//! One interview turn
//!
//! Unlock triggers run first, then the NPC's mood reacts to the tone of the
//! question, then clue gating decides what may be surfaced. The clues are
//! recorded only once a reply has actually been produced.

use crate::core::config::LlmSettings;
use crate::core::error::{Result, SimError};
use crate::llm::client::{ChatMessage, LlmClient, Role};
use crate::llm::context::InterviewContext;
use crate::npc::emotion::analyze_tone;
use crate::npc::roster::{find_npc, NpcProfile};
use crate::npc::scope::classify_question_scope;
use crate::session::state::SessionState;
use crate::truth::world::TruthWorld;

pub const MISSING_KEY_WARNING: &str =
    "⚠️ Language model API key missing. Set LLM_API_KEY to talk to villagers.";

/// Prompt and history for one completion call
#[derive(Debug, Clone)]
pub struct InterviewTurn {
    pub system_prompt: String,
    pub messages: Vec<ChatMessage>,
    pub new_clues: Vec<String>,
}

/// What the player sees after a turn
#[derive(Debug, Clone, PartialEq, Eq)]
pub struct InterviewReply {
    pub reply: String,
    /// Contacts unlocked by this question
    pub notifications: Vec<String>,
    /// Clues surfaced in this reply
    pub new_clues: Vec<String>,
}

/// Update mood and assemble the prompt for `input`
///
/// Clues are selected but not recorded.
pub fn prepare_turn(
    state: &mut SessionState,
    world: &TruthWorld,
    profile: &NpcProfile,
    input: &str,
) -> InterviewTurn {
    let mood = {
        let mood = state.mood_mut(profile.key);
        mood.update(analyze_tone(input));
        mood.clone()
    };

    let scope = classify_question_scope(input);
    let new_clues = state
        .clues()
        .select(profile.key, profile.conditional_clues, input, scope);

    let history = state.history(profile.key);
    let asked = history.iter().filter(|m| m.role == Role::User).count();

    let context = InterviewContext::new(profile, &mood, world, asked, scope, new_clues.clone());
    let mut messages = history.to_vec();
    messages.push(ChatMessage::user(input));

    InterviewTurn {
        system_prompt: context.system_prompt(),
        messages,
        new_clues,
    }
}

/// Ask the active NPC a question
///
/// Only an unknown NPC or an interview that is not active is an error.
/// A missing client or a failed call becomes the reply text.
pub async fn conduct_interview(
    client: Option<&LlmClient>,
    state: &mut SessionState,
    world: &TruthWorld,
    npc_key: &str,
    input: &str,
    settings: &LlmSettings,
) -> Result<InterviewReply> {
    let profile = find_npc(npc_key).ok_or_else(|| SimError::UnknownNpc(npc_key.to_string()))?;
    if state.current_npc() != Some(npc_key) {
        return Err(SimError::NoActiveInterview);
    }

    let notifications = state.apply_unlock_triggers(input);
    let turn = prepare_turn(state, world, profile, input);

    let (reply, surfaced) = match client {
        None => {
            tracing::warn!("No language model credential; {} cannot answer", profile.name);
            (MISSING_KEY_WARNING.to_string(), Vec::new())
        }
        Some(client) => {
            match client
                .complete(&turn.system_prompt, &turn.messages, settings.max_tokens)
                .await
            {
                Ok(text) => (text, turn.new_clues),
                Err(e) => {
                    tracing::warn!("Interview call for {} failed: {}", npc_key, e);
                    (format!("⚠️ {}", e), Vec::new())
                }
            }
        }
    };

    if !surfaced.is_empty() {
        state.clues_mut().record(npc_key, &surfaced);
    }
    if let Some(flag) = profile.unlocks {
        state.set_unlock_flag(flag);
    }
    state.record_exchange(npc_key, input, &reply);
    tracing::debug!("{} answered ({} new clues)", npc_key, surfaced.len());

    Ok(InterviewReply {
        reply,
        notifications,
        new_clues: surfaced,
    })
}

## [WORK INSTRUCTIONS]
Each record above is to be written out again, without any change.

## [ANSWER AREA]
//! One interview turn
//!
//! Unlock triggers run first, then the NPC's mood reacts to the tone of the
//! question, then clue gating decides what may be surfaced. The clues are
//! recorded only once a reply has actually been produced.

use crate::core::config::LlmSettings;
use crate::core::error::{Result, SimError};
use crate::llm::client::{ChatMessage, LlmClient, Role};
use crate::llm::context::InterviewContext;
use crate::npc::emotion::analyze_tone;
use crate::npc::roster::{find_npc, NpcProfile};
use crate::npc::scope::classify_question_scope;
use crate::session::state::SessionState;
use crate::truth::world::TruthWorld;

pub const MISSING_KEY_WARNING: &str =
    "⚠️ Language model API key missing. Set LLM_API_KEY to talk to villagers.";

/// Prompt and history for one completion call
#[derive(Debug, Clone)]
pub struct InterviewTurn {
    pub system_prompt: String,
    pub messages: Vec<ChatMessage>,
    pub new_clues: Vec<String>,
}

/// What the player sees after a turn
#[derive(Debug, Clone, PartialEq, Eq)]
pub struct InterviewReply {
    pub reply: String,
    /// Contacts unlocked by this question
    pub notifications: Vec<String>,
    /// Clues surfaced in this reply
    pub new_clues: Vec<String>,
}

/// Update mood and assemble the prompt for `input`
///
/// Clues are selected but not recorded.
pub fn prepare_turn(
    state: &mut SessionState,
    world: &TruthWorld,
    profile: &NpcProfile,
    input: &str,
) -> InterviewTurn {
    let mood = {
        let mood = state.mood_mut(profile.key);
        mood.update(analyze_tone(input));
        mood.clone()
    };

    let scope = classify_question_scope(input);
    let new_clues = state
        .clues()
        .select(profile.key, profile.conditional_clues, input, scope);

    let history = state.history(profile.key);
    let asked = history.iter().filter(|m| m.role == Role::User).count();

    let context = InterviewContext::new(profile, &mood, world, asked, scope, new_clues.clone());
    let mut messages = history.to_vec();
    messages.push(ChatMessage::user(input));

    InterviewTurn {
        system_prompt: context.system_prompt(),
        messages,
        new_clues,
    }
}

/// Ask the active NPC a question
///
/// Only an unknown NPC or an interview that is not active is an error.
/// A missing client or a failed call becomes the reply text.
pub async fn conduct_interview(
    client: Option<&LlmClient>,
    state: &mut SessionState,
    world: &TruthWorld,
    npc_key: &str,
    input: &str,
    settings: &LlmSettings,
) -> Result<InterviewReply> {
    let profile = find_npc(npc_key).ok_or_else(|| SimError::UnknownNpc(npc_key.to_string()))?;
    if state.current_npc() != Some(npc_key) {
        return Err(SimError::NoActiveInterview);
    }

    let notifications = state.apply_unlock_triggers(input);
    let turn = prepare_turn(state, world, profile, input);

    let (reply, surfaced) = match client {
        None => {
            tracing::warn!("No language model credential; {} cannot answer", profile.name);
            (MISSING_KEY_WARNING.to_string(), Vec::new())
        }
        Some(client) => {
            match client
                .complete(&turn.system_prompt, &turn.messages, settings.max_tokens)
                .await
            {
                Ok(text) => (text, turn.new_clues),
                Err(e) => {
                    tracing::warn!("Interview call for {} failed: {}", npc_key, e);
                    (format!("⚠️ {}", e), Vec::new())
                }
            }
        }
    };

    if !surfaced.is_empty() {
        state.clues_mut().record(npc_key, &surfaced);
    }
    if let Some(flag) = profile.unlocks {
        state.set_unlock_flag(flag);
    }
    state.record_exchange(npc_key, input, &reply);
    tracing::debug!("{} answered ({} new clues)", npc_key, surfaced.len());

    Ok(InterviewReply {
        reply,
        notifications,
        new_clues: surfaced,
    })
}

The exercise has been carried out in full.